Ataman of the Great Don Army (from 1801), cavalry general (1809), who took part in all the wars of the Russian Empire at the end of the 18th - beginning of the 19th centuries.
In 1771 he distinguished himself during the attack and capture of the Perekop line and Kinburn. From 1772 he began to command a Cossack regiment. During the 2nd Turkish War he distinguished himself during the assault on Ochakov and Izmail. Participated in the battle of Preussisch-Eylau.
During the Patriotic War of 1812, he first commanded all the Cossack regiments on the border, and then, covering the retreat of the army, won victories over the enemy near the towns of Mir and Romanovo. In the battle near the village of Semlevo, Platov’s army defeated the French and captured a colonel from the army of Marshal Murat. During the retreat of the French army, Platov, pursuing it, inflicted defeats on it at Gorodnya, Kolotsky Monastery, Gzhatsk, Tsarevo-Zaimishch, near Dukhovshchina and when crossing the Vop River. For his merits he was elevated to the rank of count. In November, Platov captured Smolensk from battle and defeated the troops of Marshal Ney near Dubrovna. At the beginning of January 1813, he entered Prussia and besieged Danzig; in September he received command of a special corps, with which he participated in the battle of Leipzig and, pursuing the enemy, captured about 15 thousand people. In 1814, he fought at the head of his regiments during the capture of Nemur, Arcy-sur-Aube, Cezanne, Villeneuve. Awarded the Order of St. Andrew the First-Called.

Muravyov-Karssky Nikolai Nikolaevich

One of the most successful commanders of the mid-19th century in the Turkish direction.

Hero of the first capture of Kars (1828), leader of the second capture of Kars (the largest success of the Crimean War, 1855, which made it possible to end the war without territorial losses for Russia).

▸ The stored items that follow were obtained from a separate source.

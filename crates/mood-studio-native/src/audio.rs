use std::io::Cursor;
use std::time::Duration;

use mood_studio::{AudioClip, AudioDevice, PlaybackError, Pipeline};
use rodio::buffer::SamplesBuffer;
use rodio::{Decoder, OutputStream, Sink, Source};
use web_time::Instant;

const SILENCE: u8 = 128;

#[derive(Clone, Copy, Debug, Default)]
pub struct NativeAudioDevice;

struct Decoded {
    samples: Vec<f32>,
    channels: u16,
    sample_rate: u32,
}

impl Decoded {
    fn from_clip(clip: &AudioClip) -> Result<Self, PlaybackError> {
        let decoder = Decoder::new(Cursor::new(clip.bytes().to_vec()))
            .map_err(|e| PlaybackError::Pipeline(format!("cannot decode {}: {e}", clip.media_type())))?;
        let channels = decoder.channels().max(1);
        let sample_rate = decoder.sample_rate();
        let samples = decoder.convert_samples::<f32>().collect();
        Ok(Self {
            samples,
            channels,
            sample_rate,
        })
    }

    fn frames(&self) -> usize {
        self.samples.len() / usize::from(self.channels)
    }

    fn duration(&self) -> Duration {
        Duration::from_secs_f64(self.frames() as f64 / f64::from(self.sample_rate.max(1)))
    }
}

/// Fills `buf` with the mono mix of the frames ending at `end_frame`, as
/// unsigned bytes centred on 128. Frames outside the clip read as silence.
fn window_bytes(samples: &[f32], channels: u16, end_frame: usize, buf: &mut [u8]) {
    let channels = usize::from(channels.max(1));
    let available = (samples.len() / channels).min(end_frame);
    let len = buf.len();
    for (i, out) in buf.iter_mut().enumerate() {
        *out = match (end_frame + i).checked_sub(len) {
            Some(frame) if frame < available => {
                let mix = samples[frame * channels..(frame + 1) * channels].iter().sum::<f32>() / channels as f32;
                (128.0 + mix * 128.0).clamp(0.0, 255.0) as u8
            }
            _ => SILENCE,
        };
    }
}

/// What the analyser would see: the window ending at `position` while the
/// clip is audible, flat silence when paused or finished.
fn sample_window(decoded: &Decoded, audible: bool, position: Duration, buf: &mut [u8]) {
    if !audible {
        buf.fill(SILENCE);
        return;
    }
    let position = position.min(decoded.duration());
    let end_frame = (position.as_secs_f64() * f64::from(decoded.sample_rate)) as usize;
    window_bytes(&decoded.samples, decoded.channels, end_frame, buf);
}

#[derive(Debug, Default)]
struct PlayClock {
    started: Option<Instant>,
    elapsed: Duration,
}

impl PlayClock {
    fn position(&self) -> Duration {
        self.elapsed + self.started.map_or(Duration::ZERO, |s| s.elapsed())
    }

    fn resume(&mut self) {
        if self.started.is_none() {
            self.started = Some(Instant::now());
        }
    }

    fn pause(&mut self) {
        if let Some(started) = self.started.take() {
            self.elapsed += started.elapsed();
        }
    }
}

struct RodioPipeline {
    // Dropping the stream stops output, so it lives as long as the sink.
    _stream: OutputStream,
    sink: Sink,
    decoded: Decoded,
    clock: PlayClock,
}

impl Pipeline for RodioPipeline {
    fn sample_time_domain(&mut self, buf: &mut [u8]) {
        sample_window(&self.decoded, self.is_playing(), self.clock.position(), buf);
    }

    fn is_playing(&self) -> bool {
        !self.sink.is_paused() && !self.sink.empty()
    }

    fn set_playing(&mut self, playing: bool) {
        if playing {
            if self.sink.empty() {
                // Finished: start over from the top.
                self.sink.append(SamplesBuffer::new(
                    self.decoded.channels,
                    self.decoded.sample_rate,
                    self.decoded.samples.clone(),
                ));
                self.clock = PlayClock::default();
            }
            self.sink.play();
            self.clock.resume();
        } else {
            self.sink.pause();
            self.clock.pause();
        }
    }
}

impl Drop for RodioPipeline {
    fn drop(&mut self) {
        self.sink.stop();
        log::debug!("Released rodio pipeline");
    }
}

/// Stands in when there is no output device or the clip cannot be decoded.
struct SilentPipeline;

impl Pipeline for SilentPipeline {
    fn sample_time_domain(&mut self, buf: &mut [u8]) {
        buf.fill(SILENCE);
    }

    fn is_playing(&self) -> bool {
        false
    }

    fn set_playing(&mut self, _playing: bool) {}
}

impl AudioDevice for NativeAudioDevice {
    fn open(&self, clip: &AudioClip, _fft_size: usize) -> Result<Box<dyn Pipeline>, PlaybackError> {
        let decoded = match Decoded::from_clip(clip) {
            Ok(decoded) => decoded,
            Err(e) => {
                log::warn!("{e}; showing silence");
                return Ok(Box::new(SilentPipeline));
            }
        };
        let (stream, handle) = match OutputStream::try_default() {
            Ok(output) => output,
            Err(e) => {
                log::warn!("No audio output device ({e}); showing silence");
                return Ok(Box::new(SilentPipeline));
            }
        };
        let sink = Sink::try_new(&handle).map_err(|e| PlaybackError::Pipeline(e.to_string()))?;
        sink.append(SamplesBuffer::new(
            decoded.channels,
            decoded.sample_rate,
            decoded.samples.clone(),
        ));

        let mut clock = PlayClock::default();
        clock.resume();
        log::debug!(
            "Playing {:.1}s clip ({} ch, {} Hz)",
            decoded.duration().as_secs_f32(),
            decoded.channels,
            decoded.sample_rate
        );
        Ok(Box::new(RodioPipeline {
            _stream: stream,
            sink,
            decoded,
            clock,
        }))
    }

    fn export(&self, clip: &AudioClip, file_name: &str) -> Result<(), PlaybackError> {
        let ext = clip.file_extension();
        let Some(path) = rfd::FileDialog::new()
            .set_title("Export track")
            .set_file_name(file_name)
            .add_filter("Audio", &[ext])
            .save_file()
        else {
            return Ok(());
        };
        std::fs::write(&path, clip.bytes()).map_err(|e| PlaybackError::Export(e.to_string()))?;
        log::info!("Exported {} bytes to {}", clip.bytes().len(), path.display());
        Ok(())
    }
}

#[cfg(test)]
mod tests {
    use super::*;

    #[test]
    fn window_ends_at_play_position() {
        let samples = [0.0, 0.5, -0.5, 1.0];
        let mut buf = [0u8; 3];
        window_bytes(&samples, 1, 4, &mut buf);
        assert_eq!(buf, [192, 64, 255]);
    }

    #[test]
    fn stereo_is_mixed_down() {
        let samples = [1.0, -1.0, 0.5, 0.5];
        let mut buf = [0u8; 2];
        window_bytes(&samples, 2, 2, &mut buf);
        assert_eq!(buf, [128, 192]);
    }

    #[test]
    fn before_start_reads_as_silence() {
        let samples = [0.5, 0.5];
        let mut buf = [0u8; 4];
        window_bytes(&samples, 1, 1, &mut buf);
        assert_eq!(buf, [SILENCE, SILENCE, SILENCE, 192]);
    }

    fn one_second_ramp() -> Decoded {
        Decoded {
            samples: (0..8).map(|i| i as f32 / 8.0).collect(),
            channels: 1,
            sample_rate: 8,
        }
    }

    #[test]
    fn paused_or_finished_clip_reads_flat() {
        let decoded = one_second_ramp();
        let mut buf = [0u8; 4];
        sample_window(&decoded, false, Duration::from_millis(500), &mut buf);
        assert_eq!(buf, [SILENCE; 4]);

        // Past the end while the sink is drained.
        sample_window(&decoded, false, Duration::from_secs(3), &mut buf);
        assert_eq!(buf, [SILENCE; 4]);
    }

    #[test]
    fn audible_clip_reads_at_position() {
        let decoded = one_second_ramp();
        let mut buf = [0u8; 2];
        sample_window(&decoded, true, Duration::from_millis(500), &mut buf);
        assert_eq!(buf, [160, 176]);
    }

    #[test]
    fn undecodable_clip_gives_silent_pipeline() {
        let clip = AudioClip::new("audio/mpeg", b"definitely not audio".to_vec());
        let mut pipeline = NativeAudioDevice.open(&clip, 2048).unwrap();
        let mut buf = [0u8; 8];
        pipeline.sample_time_domain(&mut buf);
        assert_eq!(buf, [SILENCE; 8]);
        assert!(!pipeline.is_playing());
    }

    #[test]
    fn clock_pauses_and_resumes() {
        let mut clock = PlayClock::default();
        assert_eq!(clock.position(), Duration::ZERO);
        clock.resume();
        std::thread::sleep(Duration::from_millis(5));
        clock.pause();
        let paused_at = clock.position();
        assert!(paused_at >= Duration::from_millis(5));
        std::thread::sleep(Duration::from_millis(5));
        assert_eq!(clock.position(), paused_at);
    }
}
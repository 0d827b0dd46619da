use std::future::Future;
use std::thread;

use futures::channel::oneshot;
use mood_studio::{ApiRequest, ApiResponse, Method, Transport, TransportError};
use ureq::Agent;

/// Generated WAV clips run to roughly 10 MiB a minute.
const MAX_BODY_BYTES: u64 = 64 * 1024 * 1024;

#[derive(Clone)]
pub struct UreqTransport {
    agent: Agent,
}

impl Default for UreqTransport {
    fn default() -> Self {
        Self::new()
    }
}

impl UreqTransport {
    pub fn new() -> Self {
        // Status codes are data here; the API client decides what a 4xx means.
        let config = Agent::config_builder().http_status_as_error(false).build();
        Self {
            agent: Agent::new_with_config(config),
        }
    }
}

fn fault(e: impl std::fmt::Display) -> TransportError {
    TransportError(e.to_string())
}

fn exchange(agent: &Agent, request: &ApiRequest) -> Result<ApiResponse, TransportError> {
    let url = request.url.as_str();
    let response = match (request.method, request.body.as_deref()) {
        (Method::Post, Some(body)) => agent
            .post(url)
            .header("Content-Type", "application/json")
            .send(body),
        (Method::Post, None) => agent.post(url).send_empty(),
    }
    .map_err(fault)?;

    let status = response.status().as_u16();
    let content_type = response
        .headers()
        .get("content-type")
        .and_then(|v| v.to_str().ok())
        .map(str::to_owned);
    let mut body = response.into_body();
    let body = body
        .with_config()
        .limit(MAX_BODY_BYTES)
        .read_to_vec()
        .map_err(fault)?;

    log::debug!("{} {url} -> {status}", request.method.as_str());
    Ok(ApiResponse {
        status,
        content_type,
        body,
    })
}

impl Transport for UreqTransport {
    fn send(&self, request: ApiRequest) -> impl Future<Output = Result<ApiResponse, TransportError>> {
        let (tx, rx) = oneshot::channel();
        let agent = self.agent.clone();
        let worker = thread::Builder::new()
            .name("mood-studio-http".into())
            .spawn(move || {
                let _ = tx.send(exchange(&agent, &request));
            });
        async move {
            worker.map_err(fault)?;
            rx.await
                .map_err(|_| TransportError("request worker stopped".into()))?
        }
    }
}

Zhukov Georgy Konstantinovich

He made the greatest contribution as a strategist to the victory in the Great Patriotic War (aka World War II).

Eremenko Andrey Ivanovich

Commander of the Stalingrad and South-Eastern Fronts. The fronts under his command in the summer and autumn of 1942 stopped the advance of the German 6th field and 4th tank armies towards Stalingrad.
In December 1942, the Stalingrad Front of General Eremenko stopped the tank offensive of General G. Hoth's group on Stalingrad, for the relief of the 6th Army of Paulus.

Romanov Pyotr Alekseevich

During the endless discussions about Peter I as a politician and reformer, it is unfairly forgotten that he was the greatest commander of his time. He was not only an excellent organizer of the rear. In the two most important battles of the Northern War (the battles of Lesnaya and Poltava), he not only himself developed battle plans, but also personally led the troops, being in the most important, responsible directions.
The only commander I know of who was equally talented in both land and sea battles.
The main thing is that Peter I created a domestic military school. If all the great commanders of Russia are the heirs of Suvorov, then Suvorov himself is the heir of Peter.
The Battle of Poltava was one of the greatest (if not the greatest) victory in Russian history. In all other great aggressive invasions of Russia, the general battle did not have a decisive outcome, and the struggle dragged on, leading to exhaustion. It was only in the Northern War that the general battle radically changed the state of affairs, and from the attacking side the Swedes became the defending side, decisively losing the initiative.
I believe that Peter I deserves to be in the top three on the list of the best commanders of Russia.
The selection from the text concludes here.